The required answer is every line of the data containing the word "serde".

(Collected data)
--- START ---

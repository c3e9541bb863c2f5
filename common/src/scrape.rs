//! スクレイピング結果の型と URL ヘルパー

use serde::{Deserialize, Serialize};
use url::{Host, Url};

/// 1サイト分の取得結果
///
/// 子プロセスから親へ JSON 1行で渡される。
#[derive(Debug, Clone, Default, PartialEq, Serialize, Deserialize)]
pub struct ScrapeOutcome {
    pub company_name: String,
    pub url: String,
    pub logo_path: Option<String>,
    pub error: Option<String>,
    #[serde(default)]
    pub duration: f64,
}

impl ScrapeOutcome {
    /// エラー結果を作る
    pub fn failed(url: &str, error: impl Into<String>) -> Self {
        Self {
            company_name: company_name_from_url(url),
            url: url.to_string(),
            logo_path: None,
            error: Some(error.into()),
            duration: 0.0,
        }
    }

    pub fn has_logo(&self) -> bool {
        self.logo_path.is_some()
    }
}

/// スキームがなければ https:// を補う
pub fn normalize_url(url: &str) -> String {
    let trimmed = url.trim();
    if trimmed.starts_with("http://") || trimmed.starts_with("https://") {
        trimmed.to_string()
    } else {
        format!("https://{}", trimmed)
    }
}

/// URL のホスト部分（ポートと IPv6 の角括弧を除く）
pub fn host_of(url: &str) -> Option<String> {
    let parsed = Url::parse(&normalize_url(url)).ok()?;
    match parsed.host()? {
        Host::Domain(domain) => Some(domain.to_string()),
        Host::Ipv4(ip) => Some(ip.to_string()),
        Host::Ipv6(ip) => Some(ip.to_string()),
    }
}

/// 明示されたポート、なければスキームの既定ポート
pub fn port_of(url: &str) -> Option<u16> {
    Url::parse(&normalize_url(url)).ok()?.port_or_known_default()
}

/// ドメインから会社名を推定（"www.acme-tools.com" → "Acme-Tools"）
pub fn company_name_from_url(url: &str) -> String {
    let host = host_of(url).unwrap_or_default();
    let host = host.strip_prefix("www.").unwrap_or(&host);
    let label = host.split('.').next().unwrap_or("");
    title_case(label)
}

fn title_case(s: &str) -> String {
    let mut out = String::with_capacity(s.len());
    let mut at_word_start = true;
    for c in s.chars() {
        if c.is_alphabetic() {
            if at_word_start {
                out.extend(c.to_uppercase());
            } else {
                out.extend(c.to_lowercase());
            }
            at_word_start = false;
        } else {
            out.push(c);
            at_word_start = true;
        }
    }
    out
}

--- END ---

§ **Solution to this exercise**:
use serde::{Deserialize, Serialize};
    #[serde(default)]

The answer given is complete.